**** MATERIAL PROVIDED ****
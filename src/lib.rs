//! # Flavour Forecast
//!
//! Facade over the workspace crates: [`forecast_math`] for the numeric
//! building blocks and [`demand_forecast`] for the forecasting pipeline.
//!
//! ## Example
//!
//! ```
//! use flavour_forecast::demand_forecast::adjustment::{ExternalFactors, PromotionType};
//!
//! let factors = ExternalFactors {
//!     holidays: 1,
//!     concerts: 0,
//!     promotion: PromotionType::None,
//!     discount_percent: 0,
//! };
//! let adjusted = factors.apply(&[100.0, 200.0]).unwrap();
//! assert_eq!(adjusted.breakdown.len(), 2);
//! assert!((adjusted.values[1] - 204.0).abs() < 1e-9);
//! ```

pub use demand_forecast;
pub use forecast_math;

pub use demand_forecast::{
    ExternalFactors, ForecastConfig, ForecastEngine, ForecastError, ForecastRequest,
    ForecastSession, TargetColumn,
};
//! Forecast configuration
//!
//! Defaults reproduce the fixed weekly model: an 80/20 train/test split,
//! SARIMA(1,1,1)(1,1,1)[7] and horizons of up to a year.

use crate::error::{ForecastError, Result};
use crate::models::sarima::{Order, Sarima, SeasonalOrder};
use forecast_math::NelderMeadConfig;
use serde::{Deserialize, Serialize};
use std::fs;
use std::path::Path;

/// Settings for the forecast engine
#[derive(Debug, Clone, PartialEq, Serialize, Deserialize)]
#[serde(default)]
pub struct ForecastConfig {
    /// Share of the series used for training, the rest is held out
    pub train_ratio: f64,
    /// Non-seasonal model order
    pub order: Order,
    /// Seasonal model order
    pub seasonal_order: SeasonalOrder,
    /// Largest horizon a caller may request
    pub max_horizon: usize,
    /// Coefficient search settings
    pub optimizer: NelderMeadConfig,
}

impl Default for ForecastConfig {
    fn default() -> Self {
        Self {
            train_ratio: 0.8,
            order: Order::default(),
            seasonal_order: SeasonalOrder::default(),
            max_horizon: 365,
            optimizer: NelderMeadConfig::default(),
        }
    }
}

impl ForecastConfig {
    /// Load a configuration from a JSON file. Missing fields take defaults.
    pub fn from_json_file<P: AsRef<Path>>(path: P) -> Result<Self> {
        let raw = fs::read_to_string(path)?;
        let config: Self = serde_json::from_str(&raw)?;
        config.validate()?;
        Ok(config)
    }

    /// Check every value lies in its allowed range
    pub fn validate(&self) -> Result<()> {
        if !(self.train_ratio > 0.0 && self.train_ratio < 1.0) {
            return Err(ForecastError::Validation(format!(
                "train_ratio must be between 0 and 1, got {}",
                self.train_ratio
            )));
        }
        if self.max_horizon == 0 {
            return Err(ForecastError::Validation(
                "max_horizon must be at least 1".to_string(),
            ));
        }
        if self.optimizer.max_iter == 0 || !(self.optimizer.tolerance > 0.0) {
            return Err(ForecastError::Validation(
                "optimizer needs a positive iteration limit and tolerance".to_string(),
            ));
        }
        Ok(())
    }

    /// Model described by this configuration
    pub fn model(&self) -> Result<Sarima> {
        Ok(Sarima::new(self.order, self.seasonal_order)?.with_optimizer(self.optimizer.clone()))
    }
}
****
ACTIVITY:
Return the listing above verbatim.

TASK RESULT:
filename src/lib.rs
//! # Flavour Forecast
//!
//! Facade over the workspace crates: [`forecast_math`] for the numeric
//! building blocks and [`demand_forecast`] for the forecasting pipeline.
//!
//! ## Example
//!
//! ```
//! use flavour_forecast::demand_forecast::adjustment::{ExternalFactors, PromotionType};
//!
//! let factors = ExternalFactors {
//!     holidays: 1,
//!     concerts: 0,
//!     promotion: PromotionType::None,
//!     discount_percent: 0,
//! };
//! let adjusted = factors.apply(&[100.0, 200.0]).unwrap();
//! assert_eq!(adjusted.breakdown.len(), 2);
//! assert!((adjusted.values[1] - 204.0).abs() < 1e-9);
//! ```

pub use demand_forecast;
pub use forecast_math;

pub use demand_forecast::{
    ExternalFactors, ForecastConfig, ForecastEngine, ForecastError, ForecastRequest,
    ForecastSession, TargetColumn,
};
//! Forecast configuration
//!
//! Defaults reproduce the fixed weekly model: an 80/20 train/test split,
//! SARIMA(1,1,1)(1,1,1)[7] and horizons of up to a year.

use crate::error::{ForecastError, Result};
use crate::models::sarima::{Order, Sarima, SeasonalOrder};
use forecast_math::NelderMeadConfig;
use serde::{Deserialize, Serialize};
use std::fs;
use std::path::Path;

/// Settings for the forecast engine
#[derive(Debug, Clone, PartialEq, Serialize, Deserialize)]
#[serde(default)]
pub struct ForecastConfig {
    /// Share of the series used for training, the rest is held out
    pub train_ratio: f64,
    /// Non-seasonal model order
    pub order: Order,
    /// Seasonal model order
    pub seasonal_order: SeasonalOrder,
    /// Largest horizon a caller may request
    pub max_horizon: usize,
    /// Coefficient search settings
    pub optimizer: NelderMeadConfig,
}

impl Default for ForecastConfig {
    fn default() -> Self {
        Self {
            train_ratio: 0.8,
            order: Order::default(),
            seasonal_order: SeasonalOrder::default(),
            max_horizon: 365,
            optimizer: NelderMeadConfig::default(),
        }
    }
}

impl ForecastConfig {
    /// Load a configuration from a JSON file. Missing fields take defaults.
    pub fn from_json_file<P: AsRef<Path>>(path: P) -> Result<Self> {
        let raw = fs::read_to_string(path)?;
        let config: Self = serde_json::from_str(&raw)?;
        config.validate()?;
        Ok(config)
    }

    /// Check every value lies in its allowed range
    pub fn validate(&self) -> Result<()> {
        if !(self.train_ratio > 0.0 && self.train_ratio < 1.0) {
            return Err(ForecastError::Validation(format!(
                "train_ratio must be between 0 and 1, got {}",
                self.train_ratio
            )));
        }
        if self.max_horizon == 0 {
            return Err(ForecastError::Validation(
                "max_horizon must be at least 1".to_string(),
            ));
        }
        if self.optimizer.max_iter == 0 || !(self.optimizer.tolerance > 0.0) {
            return Err(ForecastError::Validation(
                "optimizer needs a positive iteration limit and tolerance".to_string(),
            ));
        }
        Ok(())
    }

    /// Model described by this configuration
    pub fn model(&self) -> Result<Sarima> {
        Ok(Sarima::new(self.order, self.seasonal_order)?.with_optimizer(self.optimizer.clone()))
    }
}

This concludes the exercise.